((
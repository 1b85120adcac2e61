//! Perspective camera

use crate::foundation::math::{Mat4, Point3, Vec3};
use nalgebra::Perspective3;

/// Perspective camera with look-at orientation
///
/// The host queries its drawable size each frame; when it changes, the
/// aspect ratio is recomputed before drawing.
#[derive(Debug, Clone)]
pub struct Camera {
    /// Vertical field of view in radians
    pub fov_y: f32,
    /// Near clip distance
    pub near: f32,
    /// Far clip distance
    pub far: f32,
    /// Eye position
    pub position: Vec3,
    /// Point the camera looks at
    pub target: Vec3,
    /// Up direction
    pub up: Vec3,
    aspect: f32,
}

impl Camera {
    /// Create a camera at the origin looking down -Z with +Y up
    pub fn new(fov_y: f32, aspect: f32, near: f32, far: f32) -> Self {
        Self {
            fov_y,
            near,
            far,
            position: Vec3::zeros(),
            target: Vec3::new(0.0, 0.0, -1.0),
            up: Vec3::y(),
            aspect,
        }
    }

    /// Place the camera and aim it
    pub fn look_at(&mut self, position: Vec3, target: Vec3, up: Vec3) {
        self.position = position;
        self.target = target;
        self.up = up;
    }

    /// Current aspect ratio
    pub fn aspect(&self) -> f32 {
        self.aspect
    }

    /// Update the aspect ratio (drawable width / height)
    pub fn set_aspect(&mut self, aspect: f32) {
        self.aspect = aspect;
    }

    /// Projection matrix for the current parameters
    pub fn projection_matrix(&self) -> Mat4 {
        Perspective3::new(self.aspect, self.fov_y, self.near, self.far).to_homogeneous()
    }

    /// View matrix for the current pose
    pub fn view_matrix(&self) -> Mat4 {
        Mat4::look_at_rh(
            &Point3::from(self.position),
            &Point3::from(self.target),
            &self.up,
        )
    }

    /// Combined view-projection matrix
    pub fn view_projection(&self) -> Mat4 {
        self.projection_matrix() * self.view_matrix()
    }
}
))
YOUR ASSIGNMENT: Using the entries above, restate word for word every line from the one that contains "pub fn view_projection(&self)" through the last.

COMPLETED EXERCISE:
    pub fn view_projection(&self) -> Mat4 {
        self.projection_matrix() * self.view_matrix()
    }
}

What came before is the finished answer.